**What is expected**
Line by line, copy out the data below exactly.

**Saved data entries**

○ ○ ○

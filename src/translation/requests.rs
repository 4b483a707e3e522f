/*!
 * Derivation of the requests a catalog still needs.
 */

use log::debug;

use crate::catalog::{LocalizationCatalog, StringEntry};

use super::model::TranslationRequest;

/// Source text for an entry: the source-language value, or the key itself
/// when that value is missing or empty
fn source_text<'a>(key: &'a str, entry: &'a StringEntry, source_language: &str) -> Option<&'a str> {
    let value = entry
        .localizations
        .get(source_language)
        .map(|l| l.value())
        .unwrap_or("");

    if !value.is_empty() {
        Some(value)
    } else if !key.is_empty() {
        Some(key)
    } else {
        None
    }
}

/// Build one request per (untranslated key, target language) pair
///
/// Entries marked "do not translate" and entries without any usable source
/// text are skipped. A target language the entry already has a localization
/// for, in any state, is never requested again.
pub fn build_requests<C, S>(catalog: &C, target_languages: &[S]) -> Vec<TranslationRequest>
where
    C: LocalizationCatalog + ?Sized,
    S: AsRef<str>,
{
    let source_language = catalog.source_language();
    let mut requests = Vec::new();
    let mut skipped = 0usize;

    for (key, entry) in catalog.entries() {
        if entry.is_excluded() {
            skipped += 1;
            continue;
        }

        let Some(text) = source_text(key, entry, source_language) else {
            skipped += 1;
            continue;
        };

        for target in target_languages {
            let target = target.as_ref();
            if entry.has_localization(target) {
                continue;
            }
            requests.push(TranslationRequest::new(key, text, source_language, target));
        }
    }

    debug!(
        "Built {} translation requests ({} entries skipped)",
        requests.len(),
        skipped
    );
    requests
}

/// Build the requests for a single target language
pub fn build_requests_for_language<C>(catalog: &C, target_language: &str) -> Vec<TranslationRequest>
where
    C: LocalizationCatalog + ?Sized,
{
    build_requests(catalog, &[target_language])
}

○ ○ ○

**Response to the exercise**
filename src/translation/requests.rs
repository 4b483a707e3e522f
/*!
 * Derivation of the requests a catalog still needs.
 */

use log::debug;

use crate::catalog::{LocalizationCatalog, StringEntry};

use super::model::TranslationRequest;

/// Source text for an entry: the source-language value, or the key itself
/// when that value is missing or empty
fn source_text<'a>(key: &'a str, entry: &'a StringEntry, source_language: &str) -> Option<&'a str> {
    let value = entry
        .localizations
        .get(source_language)
        .map(|l| l.value())
        .unwrap_or("");

    if !value.is_empty() {
        Some(value)
    } else if !key.is_empty() {
        Some(key)
    } else {
        None
    }
}

/// Build one request per (untranslated key, target language) pair
///
/// Entries marked "do not translate" and entries without any usable source
/// text are skipped. A target language the entry already has a localization
/// for, in any state, is never requested again.
pub fn build_requests<C, S>(catalog: &C, target_languages: &[S]) -> Vec<TranslationRequest>
where
    C: LocalizationCatalog + ?Sized,
    S: AsRef<str>,
{
    let source_language = catalog.source_language();
    let mut requests = Vec::new();
    let mut skipped = 0usize;

    for (key, entry) in catalog.entries() {
        if entry.is_excluded() {
            skipped += 1;
            continue;
        }

        let Some(text) = source_text(key, entry, source_language) else {
            skipped += 1;
            continue;
        };

        for target in target_languages {
            let target = target.as_ref();
            if entry.has_localization(target) {
                continue;
            }
            requests.push(TranslationRequest::new(key, text, source_language, target));
        }
    }

    debug!(
        "Built {} translation requests ({} entries skipped)",
        requests.len(),
        skipped
    );
    requests
}

/// Build the requests for a single target language
pub fn build_requests_for_language<C>(catalog: &C, target_language: &str) -> Vec<TranslationRequest>
where
    C: LocalizationCatalog + ?Sized,
{
    build_requests(catalog, &[target_language])
}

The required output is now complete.